• _Records supplied_
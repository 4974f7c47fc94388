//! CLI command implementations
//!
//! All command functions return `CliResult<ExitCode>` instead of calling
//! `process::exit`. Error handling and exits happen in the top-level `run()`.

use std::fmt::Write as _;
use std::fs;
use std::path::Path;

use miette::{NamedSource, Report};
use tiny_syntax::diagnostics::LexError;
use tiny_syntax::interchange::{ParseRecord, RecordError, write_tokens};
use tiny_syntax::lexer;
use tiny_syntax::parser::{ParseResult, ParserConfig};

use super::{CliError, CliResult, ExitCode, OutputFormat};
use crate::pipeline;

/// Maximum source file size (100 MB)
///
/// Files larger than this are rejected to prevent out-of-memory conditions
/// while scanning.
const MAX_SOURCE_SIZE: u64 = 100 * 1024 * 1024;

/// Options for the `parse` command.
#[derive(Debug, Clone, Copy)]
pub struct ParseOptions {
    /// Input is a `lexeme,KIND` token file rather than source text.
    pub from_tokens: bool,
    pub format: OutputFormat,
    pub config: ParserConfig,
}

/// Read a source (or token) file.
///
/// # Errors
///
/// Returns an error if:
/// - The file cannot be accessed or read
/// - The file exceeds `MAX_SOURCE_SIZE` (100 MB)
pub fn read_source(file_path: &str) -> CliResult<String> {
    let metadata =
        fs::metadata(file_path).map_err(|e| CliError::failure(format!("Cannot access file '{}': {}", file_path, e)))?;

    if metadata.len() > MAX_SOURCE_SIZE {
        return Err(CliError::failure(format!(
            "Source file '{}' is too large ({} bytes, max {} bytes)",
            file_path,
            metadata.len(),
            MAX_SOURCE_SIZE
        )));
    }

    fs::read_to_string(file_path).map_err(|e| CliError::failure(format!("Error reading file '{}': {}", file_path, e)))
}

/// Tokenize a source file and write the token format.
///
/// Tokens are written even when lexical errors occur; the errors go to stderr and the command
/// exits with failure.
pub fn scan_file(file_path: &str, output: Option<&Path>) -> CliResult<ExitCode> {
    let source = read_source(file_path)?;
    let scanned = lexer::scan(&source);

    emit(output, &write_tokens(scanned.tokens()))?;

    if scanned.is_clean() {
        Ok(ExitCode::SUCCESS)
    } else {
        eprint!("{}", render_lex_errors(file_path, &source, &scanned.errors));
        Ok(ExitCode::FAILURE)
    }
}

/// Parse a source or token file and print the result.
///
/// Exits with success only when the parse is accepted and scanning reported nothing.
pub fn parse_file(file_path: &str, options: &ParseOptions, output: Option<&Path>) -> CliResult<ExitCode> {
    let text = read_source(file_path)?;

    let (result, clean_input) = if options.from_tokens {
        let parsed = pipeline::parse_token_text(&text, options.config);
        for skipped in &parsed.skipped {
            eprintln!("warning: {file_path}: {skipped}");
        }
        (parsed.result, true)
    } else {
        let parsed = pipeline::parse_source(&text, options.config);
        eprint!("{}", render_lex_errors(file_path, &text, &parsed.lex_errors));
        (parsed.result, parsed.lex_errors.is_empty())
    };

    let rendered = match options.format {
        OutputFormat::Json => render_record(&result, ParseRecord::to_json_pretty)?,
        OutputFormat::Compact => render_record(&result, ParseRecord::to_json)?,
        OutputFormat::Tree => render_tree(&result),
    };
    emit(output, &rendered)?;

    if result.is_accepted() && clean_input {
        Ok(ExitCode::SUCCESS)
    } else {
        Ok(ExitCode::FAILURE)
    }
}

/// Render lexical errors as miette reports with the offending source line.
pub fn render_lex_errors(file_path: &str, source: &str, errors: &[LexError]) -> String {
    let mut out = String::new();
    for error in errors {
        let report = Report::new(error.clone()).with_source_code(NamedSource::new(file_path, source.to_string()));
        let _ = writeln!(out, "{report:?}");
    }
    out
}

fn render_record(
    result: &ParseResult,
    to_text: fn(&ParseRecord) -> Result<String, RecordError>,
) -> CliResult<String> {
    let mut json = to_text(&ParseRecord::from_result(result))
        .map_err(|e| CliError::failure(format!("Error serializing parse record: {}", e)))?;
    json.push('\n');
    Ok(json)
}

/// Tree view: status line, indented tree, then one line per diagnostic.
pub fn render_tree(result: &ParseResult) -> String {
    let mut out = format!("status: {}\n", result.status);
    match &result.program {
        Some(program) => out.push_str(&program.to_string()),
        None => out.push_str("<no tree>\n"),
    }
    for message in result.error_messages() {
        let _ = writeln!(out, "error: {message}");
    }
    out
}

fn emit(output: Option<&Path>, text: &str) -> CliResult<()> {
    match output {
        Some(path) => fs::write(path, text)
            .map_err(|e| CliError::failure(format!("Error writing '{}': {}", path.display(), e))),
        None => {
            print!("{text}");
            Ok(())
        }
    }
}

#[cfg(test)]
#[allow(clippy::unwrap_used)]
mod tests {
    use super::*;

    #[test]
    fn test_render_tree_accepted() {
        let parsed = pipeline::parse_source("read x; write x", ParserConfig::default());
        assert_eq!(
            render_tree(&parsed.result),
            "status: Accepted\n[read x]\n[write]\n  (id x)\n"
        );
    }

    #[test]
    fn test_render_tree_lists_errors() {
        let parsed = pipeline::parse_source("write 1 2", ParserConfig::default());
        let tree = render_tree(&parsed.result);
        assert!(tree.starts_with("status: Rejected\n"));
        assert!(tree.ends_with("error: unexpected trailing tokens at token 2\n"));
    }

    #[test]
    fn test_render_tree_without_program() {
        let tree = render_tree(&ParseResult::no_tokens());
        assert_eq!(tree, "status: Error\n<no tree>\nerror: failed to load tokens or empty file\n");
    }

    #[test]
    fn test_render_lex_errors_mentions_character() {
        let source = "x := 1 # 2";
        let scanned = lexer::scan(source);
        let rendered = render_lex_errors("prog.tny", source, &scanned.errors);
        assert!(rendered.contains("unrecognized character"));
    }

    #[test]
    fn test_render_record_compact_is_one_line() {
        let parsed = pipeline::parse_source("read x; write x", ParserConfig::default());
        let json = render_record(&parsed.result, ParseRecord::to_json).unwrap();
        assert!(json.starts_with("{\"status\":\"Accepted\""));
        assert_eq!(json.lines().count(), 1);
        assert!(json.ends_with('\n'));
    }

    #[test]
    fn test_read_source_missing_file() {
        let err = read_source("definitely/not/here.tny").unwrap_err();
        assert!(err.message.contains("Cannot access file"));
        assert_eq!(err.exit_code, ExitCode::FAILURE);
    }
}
--
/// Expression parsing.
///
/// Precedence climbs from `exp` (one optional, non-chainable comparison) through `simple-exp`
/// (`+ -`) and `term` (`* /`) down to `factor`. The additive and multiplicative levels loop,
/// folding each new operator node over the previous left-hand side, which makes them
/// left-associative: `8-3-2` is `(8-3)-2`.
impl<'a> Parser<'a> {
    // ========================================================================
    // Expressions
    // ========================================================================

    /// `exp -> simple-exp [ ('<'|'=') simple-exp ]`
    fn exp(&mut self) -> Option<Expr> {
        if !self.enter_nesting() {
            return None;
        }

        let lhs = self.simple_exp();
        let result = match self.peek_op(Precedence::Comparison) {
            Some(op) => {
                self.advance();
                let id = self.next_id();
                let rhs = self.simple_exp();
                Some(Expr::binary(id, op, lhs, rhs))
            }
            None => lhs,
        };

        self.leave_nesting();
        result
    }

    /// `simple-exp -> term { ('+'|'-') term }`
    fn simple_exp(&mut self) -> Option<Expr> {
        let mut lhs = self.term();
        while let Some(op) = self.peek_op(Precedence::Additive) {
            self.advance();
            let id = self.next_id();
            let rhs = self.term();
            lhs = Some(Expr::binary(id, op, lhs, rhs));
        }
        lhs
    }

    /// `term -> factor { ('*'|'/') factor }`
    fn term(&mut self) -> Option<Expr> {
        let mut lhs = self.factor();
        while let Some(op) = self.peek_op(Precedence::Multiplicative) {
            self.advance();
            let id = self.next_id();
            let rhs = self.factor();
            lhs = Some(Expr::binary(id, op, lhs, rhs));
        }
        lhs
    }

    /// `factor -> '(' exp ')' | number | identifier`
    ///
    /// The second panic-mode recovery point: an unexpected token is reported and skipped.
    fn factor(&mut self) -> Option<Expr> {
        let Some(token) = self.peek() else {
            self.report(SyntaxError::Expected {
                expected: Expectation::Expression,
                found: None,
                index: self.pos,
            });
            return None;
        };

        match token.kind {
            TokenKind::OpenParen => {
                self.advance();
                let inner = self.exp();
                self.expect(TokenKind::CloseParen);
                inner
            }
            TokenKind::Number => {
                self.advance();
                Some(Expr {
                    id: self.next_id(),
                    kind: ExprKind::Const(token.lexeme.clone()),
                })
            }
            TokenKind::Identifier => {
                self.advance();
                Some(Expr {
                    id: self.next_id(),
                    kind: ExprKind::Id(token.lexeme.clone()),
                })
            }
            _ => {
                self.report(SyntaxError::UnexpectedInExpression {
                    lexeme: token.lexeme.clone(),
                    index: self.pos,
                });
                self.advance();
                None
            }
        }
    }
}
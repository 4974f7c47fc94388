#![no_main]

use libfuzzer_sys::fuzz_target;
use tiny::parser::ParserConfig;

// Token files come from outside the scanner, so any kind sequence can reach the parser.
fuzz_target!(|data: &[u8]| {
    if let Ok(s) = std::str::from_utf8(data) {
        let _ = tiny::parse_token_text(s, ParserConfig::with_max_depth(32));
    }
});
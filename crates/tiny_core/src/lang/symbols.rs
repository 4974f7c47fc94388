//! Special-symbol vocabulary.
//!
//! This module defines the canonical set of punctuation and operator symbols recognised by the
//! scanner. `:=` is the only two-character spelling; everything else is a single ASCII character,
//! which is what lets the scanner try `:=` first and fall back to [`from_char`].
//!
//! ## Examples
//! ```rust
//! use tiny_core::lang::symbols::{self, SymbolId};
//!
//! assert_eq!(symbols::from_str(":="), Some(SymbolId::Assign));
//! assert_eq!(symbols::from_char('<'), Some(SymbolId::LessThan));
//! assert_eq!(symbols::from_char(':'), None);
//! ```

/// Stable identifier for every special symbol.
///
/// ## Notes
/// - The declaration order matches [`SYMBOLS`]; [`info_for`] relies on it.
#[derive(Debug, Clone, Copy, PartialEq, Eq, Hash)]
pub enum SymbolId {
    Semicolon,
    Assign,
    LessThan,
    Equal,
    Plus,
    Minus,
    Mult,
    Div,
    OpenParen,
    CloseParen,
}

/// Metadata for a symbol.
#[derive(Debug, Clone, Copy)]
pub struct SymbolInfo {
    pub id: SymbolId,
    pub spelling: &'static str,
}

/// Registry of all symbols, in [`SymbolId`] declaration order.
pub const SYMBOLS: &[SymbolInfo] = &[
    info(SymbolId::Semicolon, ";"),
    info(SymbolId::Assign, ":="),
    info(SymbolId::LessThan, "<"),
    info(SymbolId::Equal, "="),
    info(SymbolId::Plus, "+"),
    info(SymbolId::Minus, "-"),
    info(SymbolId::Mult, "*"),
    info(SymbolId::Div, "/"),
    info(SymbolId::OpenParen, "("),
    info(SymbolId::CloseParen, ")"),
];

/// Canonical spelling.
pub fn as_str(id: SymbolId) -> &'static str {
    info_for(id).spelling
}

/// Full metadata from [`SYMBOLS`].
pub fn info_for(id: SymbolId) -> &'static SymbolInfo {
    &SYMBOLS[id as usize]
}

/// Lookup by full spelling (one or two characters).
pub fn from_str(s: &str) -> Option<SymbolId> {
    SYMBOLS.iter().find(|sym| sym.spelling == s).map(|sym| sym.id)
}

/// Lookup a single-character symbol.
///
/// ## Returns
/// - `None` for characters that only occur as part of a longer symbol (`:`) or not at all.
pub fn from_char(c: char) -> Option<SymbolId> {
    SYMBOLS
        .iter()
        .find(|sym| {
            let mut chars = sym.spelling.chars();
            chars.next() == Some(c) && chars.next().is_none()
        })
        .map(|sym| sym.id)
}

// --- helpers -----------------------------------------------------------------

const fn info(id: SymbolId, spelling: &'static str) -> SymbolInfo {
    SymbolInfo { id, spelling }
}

• _What is being asked_
When the line with "instead of calling" is reached in the data above, start copying there, and copy each line exactly until the line with "exits with failure." has been copied; copy nothing else.

• _Answer area_
//! All command functions return `CliResult<ExitCode>` instead of calling
//! `process::exit`. Error handling and exits happen in the top-level `run()`.

use std::fmt::Write as _;
use std::fs;
use std::path::Path;

use miette::{NamedSource, Report};
use tiny_syntax::diagnostics::LexError;
use tiny_syntax::interchange::{ParseRecord, RecordError, write_tokens};
use tiny_syntax::lexer;
use tiny_syntax::parser::{ParseResult, ParserConfig};

use super::{CliError, CliResult, ExitCode, OutputFormat};
use crate::pipeline;

/// Maximum source file size (100 MB)
///
/// Files larger than this are rejected to prevent out-of-memory conditions
/// while scanning.
const MAX_SOURCE_SIZE: u64 = 100 * 1024 * 1024;

/// Options for the `parse` command.
#[derive(Debug, Clone, Copy)]
pub struct ParseOptions {
    /// Input is a `lexeme,KIND` token file rather than source text.
    pub from_tokens: bool,
    pub format: OutputFormat,
    pub config: ParserConfig,
}

/// Read a source (or token) file.
///
/// # Errors
///
/// Returns an error if:
/// - The file cannot be accessed or read
/// - The file exceeds `MAX_SOURCE_SIZE` (100 MB)
pub fn read_source(file_path: &str) -> CliResult<String> {
    let metadata =
        fs::metadata(file_path).map_err(|e| CliError::failure(format!("Cannot access file '{}': {}", file_path, e)))?;

    if metadata.len() > MAX_SOURCE_SIZE {
        return Err(CliError::failure(format!(
            "Source file '{}' is too large ({} bytes, max {} bytes)",
            file_path,
            metadata.len(),
            MAX_SOURCE_SIZE
        )));
    }

    fs::read_to_string(file_path).map_err(|e| CliError::failure(format!("Error reading file '{}': {}", file_path, e)))
}

/// Tokenize a source file and write the token format.
///
/// Tokens are written even when lexical errors occur; the errors go to stderr and the command
/// exits with failure.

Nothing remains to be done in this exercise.